Sometime last year, we reported on the new law in Zambia.
This Zambian law that entitles women to take one day off work a month when they have their period is stirring increasingly fierce debate in a country reluctant to discuss sexual health.
Discreetly called Mother’s Day, the 2015 law — unique in Africa — enables women to be absent from work without notice or a doctor’s note to help them cope with menstrual bleeding, pain and cramps.
“It helps me to manage my physiological needs (and) I think it’s very important that I always endorse it,” Shupe Luchembe, 36, a civil servant in the capital Lusaka and mother of three.
“As a woman, it goes without saying that every month I need a special day away from the office to manage myself properly.”
In Zambia, a southern African country of 15.5 million people, discussing sex and personal health is largely taboo and often surrounded by secrecy and misunderstanding.
Many parents prefer not to explain how their children were conceived and born, instead saying they were “brought from the hospital.”
But two years ago, employment law was amended to grant all women — and not just mothers, despite its title — one day of menstrual leave each month after lobbying by campaigners.
“Mother’s Day is a very progressive law,” said Madube Siyauya, of the Non-Governmental Organisations’ Coordinating Council ( NGOCC), an umbrella body of Zambian action groups.
“Some women have heavy flows, some of them have a lot of pain or vomiting.
“So it’s a very important day that allows women to attend to their biological needs and continue their work without being susceptible to discrimination.”
“Zambia is envied because of this law,” added Sara Longwe, also of the NGOCC, one of those that pushed for the law.
– ‘It is abused’ –
But not everyone is a fan. While some Zambian women say the day off is widely abused, the law is also a popular subject for complaint among Zambian men.
“I have never taken Mother’s Day in my life,” Laura Miti, 46, head of the Alliance for Community Action, told AFP.
“I don’t understand why others need it. It is abused. Whenever they have something they need to do, they would rather take the day off than taking leave.
“My sense is that giving half the workforce 12 days (off) extra per year is unproductive. It can’t be productive, especially if you are working in the corporate world.”
Chiselwa Kawanda, 33, a government employee in Lusaka, agrees, saying the law was misguided.
“If I miss a day at work, it means I have to start all over the next day,” she said, adding that, in any case: “You don’t have periods for just one day.”
Zambia’s approach is rare across the world, though Japan has had similar legislation since 1947 and Indonesia, Taiwan and South Korea have since followed suit.
In Britain, Coexist, a small Bristol-based non-profit company, is experimenting with flexible hours for menstruating employees.
– ‘No evidence of low productivity’ –
Despite the criticisms, the Zambian government says it stands by the legislation, which has no age limits so also applies to women after the menopause.

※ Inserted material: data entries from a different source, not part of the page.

//! Higher-order list operators
//!
//! `map`, `zip_with` and `reduce` return functions so they can be specialised
//! once and applied many times.

use crate::operators;

/// Lift a unary function to slices.
pub fn map<F>(f: F) -> impl Fn(&[f64]) -> Vec<f64>
where
    F: Fn(f64) -> f64,
{
    move |xs: &[f64]| xs.iter().map(|&x| f(x)).collect::<Vec<_>>()
}

/// Lift a binary function to pairs of slices.
///
/// Pairs are formed up to the length of the shorter slice.
pub fn zip_with<F>(f: F) -> impl Fn(&[f64], &[f64]) -> Vec<f64>
where
    F: Fn(f64, f64) -> f64,
{
    move |xs: &[f64], ys: &[f64]| xs.iter().zip(ys).map(|(&x, &y)| f(x, y)).collect::<Vec<_>>()
}

/// Fold a slice from the left, starting at `start`.
pub fn reduce<F>(f: F, start: f64) -> impl Fn(&[f64]) -> f64
where
    F: Fn(f64, f64) -> f64,
{
    move |xs: &[f64]| xs.iter().fold(start, |acc, &x| f(acc, x))
}

pub fn neg_list(xs: &[f64]) -> Vec<f64> {
    map(operators::neg)(xs)
}

pub fn add_lists(xs: &[f64], ys: &[f64]) -> Vec<f64> {
    zip_with(operators::add)(xs, ys)
}

/// Sum of a slice; `0` when empty.
pub fn sum(xs: &[f64]) -> f64 {
    reduce(operators::add, 0.0)(xs)
}

/// Product of a slice; `1` when empty.
pub fn prod(xs: &[f64]) -> f64 {
    reduce(operators::mul, 1.0)(xs)
}
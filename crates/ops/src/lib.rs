//! Lute scalar operators
//!
//! Stateless numeric helpers used alongside the module tree:
//!
//! - [`operators`]: elementary functions (`sigmoid`, `relu`, ...) and the
//!   backward helpers used by an autodiff layer
//! - [`functional`]: `map`, `zip_with`, `reduce` and list helpers built on
//!   them
//!
//! # Example
//!
//! ```
//! use lute_ops::prelude::*;
//!
//! let activations = map(relu)(&[-1.0, 0.5, 2.0]);
//! assert_eq!(activations, vec![0.0, 0.5, 2.0]);
//! assert_eq!(sum(&activations), 2.5);
//! ```

pub mod error;
pub mod functional;
pub mod operators;

pub mod prelude {
    //! Commonly used functions
    pub use crate::error::OpsError;
    pub use crate::functional::*;
    pub use crate::operators::*;
}

pub use error::{OpsError, Result};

“Some women get sick, they are not able to concentrate on their work… so it was agreed that they can stay home without producing any certificate,” Cecilia Mulindeti-Kamanga, of the labour ministry, told AFP.
“Of course there has been some complaints here and there but women go at different times. There is no documentary evidence of low productivity.”
Some Zambian women also allege that employers, particularly in the private sector, put pressure on female workers to not take their Mother’s Day.
Others point out that the vast majority of Zambian women cook, clean, bring up children and care for the elderly at home or toil in the fields with little time off of any description.
The government has also introduced other programmes to support women. This year it started providing free sanitary pads to schoolgirls in rural areas to reduce absenteeism.
Women in Zambia face widespread discrimination in education, law and employment, and the rates of child marriage and death during childbirth are high, especially in underdeveloped rural areas where most people live.